British Author Banned From First Middle Eastern Book Festival

by Staff
2.17.09

Isobel Abulhoul, director of the new Emirates Airline International Festival of Literature (EAIFL), recently informed British novelist Geraldine Bedell that she could not be a part of the event because one of the characters in her forthcoming novel is gay, the Telegraph in London reported. Bedell, whose novel The Gulf Between Us will be published by Penguin UK in April, was under consideration for the four-day schedule of events, which features many international authors, including Margaret Atwood, Julia Glass, and Frank McCourt, and is set to begin in Dubai next Thursday. But when copies of her book, which features a homosexual character named Sheikh Rashid, and, according to Abulhoul, "talks about Islam and queries what is said," were sent to festival organizers, the author was informed that she could not participate and the book was banned from sale in the United Arab Emirates.

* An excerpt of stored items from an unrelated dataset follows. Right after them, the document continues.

// Whole-word inverted index mirroring the dictionary's original columns
use crate::RowId;
use ahash::{AHashMap, AHashSet};
use std::collections::BTreeSet;

#[derive(Debug, Clone, Default)]
pub struct TextIndex {
    // token -> rows containing it in any indexed column
    postings: AHashMap<String, BTreeSet<RowId>>,
    // rows seen by the index, including rows with no tokens
    docs: AHashSet<RowId>,
}

impl TextIndex {
    #[inline]
    #[must_use]
    pub fn new() -> Self {
        Self::default()
    }

    /// Tokenize text for indexing and lookup.
    /// Lowercases and splits on whitespace and punctuation.
    #[inline]
    pub fn tokenize(text: &str) -> Vec<String> {
        text.to_lowercase()
            .split(|c: char| c.is_whitespace() || c.is_ascii_punctuation())
            .map(|s| s.trim_matches(|c: char| !c.is_alphanumeric()))
            .filter(|s| !s.is_empty())
            .map(str::to_string)
            .collect()
    }

    /// Index one row from the values of its indexed columns.
    pub fn insert_doc<'a>(&mut self, row_id: RowId, values: impl IntoIterator<Item = &'a str>) {
        self.delete_doc(row_id);
        self.docs.insert(row_id);

        for value in values {
            for token in Self::tokenize(value) {
                self.postings.entry(token).or_default().insert(row_id);
            }
        }
    }

    pub fn delete_doc(&mut self, row_id: RowId) {
        if self.docs.remove(&row_id) {
            self.postings.retain(|_, rows| {
                rows.remove(&row_id);
                !rows.is_empty()
            });
        }
    }

    /// Rows containing every token of `word`, in row order.
    pub fn lookup(&self, word: &str) -> Vec<RowId> {
        let lists = Self::tokenize(word)
            .iter()
            .map(|token| {
                self.postings
                    .get(token)
                    .map(|rows| rows.iter().copied().collect())
                    .unwrap_or_default()
            })
            .collect();
        Self::intersect(lists)
    }

    /// Intersect posting lists, keeping the order of the first one.
    /// No lists means no match.
    pub fn intersect(lists: Vec<Vec<RowId>>) -> Vec<RowId> {
        let mut lists = lists.into_iter();
        let Some(first) = lists.next() else {
            return Vec::new();
        };

        lists.fold(first, |acc, list| {
            let keep: AHashSet<RowId> = list.into_iter().collect();
            acc.into_iter().filter(|id| keep.contains(id)).collect()
        })
    }

    /// Posting lists, for persisting the index.
    pub fn postings(&self) -> impl Iterator<Item = (&str, &BTreeSet<RowId>)> {
        self.postings.iter().map(|(t, rows)| (t.as_str(), rows))
    }

    #[inline]
    #[must_use]
    pub fn token_count(&self) -> usize {
        self.postings.len()
    }

    #[inline]
    #[must_use]
    pub fn len(&self) -> usize {
        self.docs.len()
    }

    #[inline]
    #[must_use]
    pub fn is_empty(&self) -> bool {
        self.docs.is_empty()
    }
}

"I do not want our festival remembered for the launch of a controversial book," the festival director wrote in a letter to Bedell's publisher. "If we launched the book and a journalist happened to read it, then you could imagine the political fallout that would follow." 

The EAIFL, the first event of its kind in the Middle East, was established last year "to highlight the significance of reading and literature in the [United Arab Emirates], where interest in the arts is growing rapidly, and will join together people of all nationalities to celebrate literature in all its forms."

"You can't ban books and expect your literary festival to be taken seriously," Bedell told the Telegraph.